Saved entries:
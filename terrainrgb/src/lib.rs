//! Terrain-RGB elevation tile format.
//!
//! # References
//!
//! 1. [Mapbox Terrain-RGB](https://docs.mapbox.com/data/tilesets/reference/mapbox-terrain-rgb-v1/)
//! 1. [Slippy map tilenames](https://wiki.openstreetmap.org/wiki/Slippy_map_tilenames)

mod error;
pub mod mercator;

pub use crate::error::TileError;
use geo::geometry::Coord;

/// Base floating point type used for all coordinates and calculations.
///
/// Note: this _could_ be a generic parameter, but elevation analysis over
/// footprint-sized rasters shows no measurable benefit from `f32`, and `f64`
/// keeps the Web Mercator inversion exact enough for pixel round-trips.
pub type C = f64;

/// Offset applied when unpacking a Terrain-RGB elevation, meters.
const RGB_OFFSET: C = -10_000.0;

/// Meters per unit of packed Terrain-RGB value.
const RGB_SCALE: C = 0.1;

/// Raster payload of an elevation tile.
pub enum Payload {
    /// Packed-channel Terrain-RGB bytes, 3 or 4 interleaved channels per
    /// pixel (alpha ignored).
    Rgb {
        bytes: Box<[u8]>,
        channels: usize,
    },
    /// Single-band elevation samples, meters.
    F32(Box<[f32]>),
}

/// A square slippy-map elevation tile addressed by (x, y, zoom).
pub struct Tile {
    x: u32,
    y: u32,
    zoom: u8,

    /// Tile width and height in pixels.
    size: usize,

    /// Elevation samples.
    payload: Payload,
}

impl Tile {
    /// Returns a Tile over packed Terrain-RGB `bytes`.
    ///
    /// `channels` is the interleaved channel count (3 for RGB, 4 for RGBA;
    /// alpha is ignored when decoding).
    pub fn from_rgb(
        x: u32,
        y: u32,
        zoom: u8,
        size: usize,
        channels: usize,
        bytes: Vec<u8>,
    ) -> Result<Self, TileError> {
        if !(3..=4).contains(&channels) {
            return Err(TileError::Channels(channels));
        }
        let expected = size * size * channels;
        if bytes.len() != expected {
            return Err(TileError::PayloadLen {
                got: bytes.len(),
                expected,
                size,
            });
        }
        Ok(Self {
            x,
            y,
            zoom,
            size,
            payload: Payload::Rgb {
                bytes: bytes.into_boxed_slice(),
                channels,
            },
        })
    }

    /// Returns a Tile over single-band elevation `samples`, meters.
    pub fn from_f32(
        x: u32,
        y: u32,
        zoom: u8,
        size: usize,
        samples: Vec<f32>,
    ) -> Result<Self, TileError> {
        let expected = size * size;
        if samples.len() != expected {
            return Err(TileError::PayloadLen {
                got: samples.len(),
                expected,
                size,
            });
        }
        Ok(Self {
            x,
            y,
            zoom,
            size,
            payload: Payload::F32(samples.into_boxed_slice()),
        })
    }

    pub fn x(&self) -> u32 {
        self.x
    }

    pub fn y(&self) -> u32 {
        self.y
    }

    pub fn zoom(&self) -> u8 {
        self.zoom
    }

    /// Tile width and height in pixels.
    pub fn size(&self) -> usize {
        self.size
    }

    /// Returns the elevation in meters at pixel (`px`, `py`).
    ///
    /// Pixel coordinates must be in range; callers walking 3x3
    /// neighborhoods must pre-clamp to `[1, size - 2]`.
    pub fn elevation(&self, px: usize, py: usize) -> C {
        let index = py * self.size + px;
        match &self.payload {
            Payload::Rgb { bytes, channels } => {
                let base = index * channels;
                let packed = u32::from(bytes[base]) * 65_536
                    + u32::from(bytes[base + 1]) * 256
                    + u32::from(bytes[base + 2]);
                RGB_OFFSET + C::from(packed) * RGB_SCALE
            }
            Payload::F32(samples) => C::from(samples[index]),
        }
    }

    /// Returns the geographic coordinate of fractional pixel (`px`, `py`)
    /// within this tile. Pass `px + 0.5` for pixel centers.
    pub fn geo(&self, px: C, py: C) -> Coord<C> {
        mercator::pixel_to_geo(self.x, self.y, px, py, self.size, self.zoom)
    }
}

#[cfg(test)]
mod tests {
    use super::{Tile, TileError};
    use approx::assert_relative_eq;

    /// Packs `elevation` (meters) into a Terrain-RGB byte triple.
    fn pack(elevation: f64) -> [u8; 3] {
        #[allow(clippy::cast_possible_truncation, clippy::cast_sign_loss)]
        let packed = ((elevation + 10_000.0) / 0.1).round() as u32;
        [
            (packed >> 16) as u8,
            ((packed >> 8) & 0xff) as u8,
            (packed & 0xff) as u8,
        ]
    }

    #[test]
    fn test_rgb_decode() {
        let elevations = [-10_000.0, -32.1, 0.0, 1903.0, 8848.9];
        for elevation in elevations {
            let mut bytes = Vec::with_capacity(4 * 3);
            for _ in 0..4 {
                bytes.extend_from_slice(&pack(elevation));
            }
            let tile = Tile::from_rgb(0, 0, 0, 2, 3, bytes).unwrap();
            assert_relative_eq!(tile.elevation(1, 1), elevation, epsilon = 0.05);
        }
    }

    #[test]
    fn test_rgba_alpha_ignored() {
        let mut bytes = Vec::with_capacity(4 * 4);
        for alpha in 0..4u8 {
            bytes.extend_from_slice(&pack(250.0));
            bytes.push(alpha);
        }
        let tile = Tile::from_rgb(0, 0, 0, 2, 4, bytes).unwrap();
        for py in 0..2 {
            for px in 0..2 {
                assert_relative_eq!(tile.elevation(px, py), 250.0, epsilon = 0.05);
            }
        }
    }

    #[test]
    fn test_f32_decode() {
        let tile = Tile::from_f32(0, 0, 0, 2, vec![1.5, 2.5, 3.5, 4.5]).unwrap();
        assert_relative_eq!(tile.elevation(0, 0), 1.5);
        assert_relative_eq!(tile.elevation(1, 1), 4.5);
    }

    #[test]
    fn test_payload_len_mismatch() {
        assert!(matches!(
            Tile::from_rgb(0, 0, 0, 256, 3, vec![0u8; 16]),
            Err(TileError::PayloadLen { .. })
        ));
        assert!(matches!(
            Tile::from_f32(0, 0, 0, 256, vec![0.0; 16]),
            Err(TileError::PayloadLen { .. })
        ));
    }

    #[test]
    fn test_invalid_channel_count() {
        assert!(matches!(
            Tile::from_rgb(0, 0, 0, 2, 2, vec![0u8; 8]),
            Err(TileError::Channels(2))
        ));
    }
}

Work task: From the records above, copy each line where the word "https" can be found.

Problem solution:
//! 1. [Mapbox Terrain-RGB](https://docs.mapbox.com/data/tilesets/reference/mapbox-terrain-rgb-v1/)
//! 1. [Slippy map tilenames](https://wiki.openstreetmap.org/wiki/Slippy_map_tilenames)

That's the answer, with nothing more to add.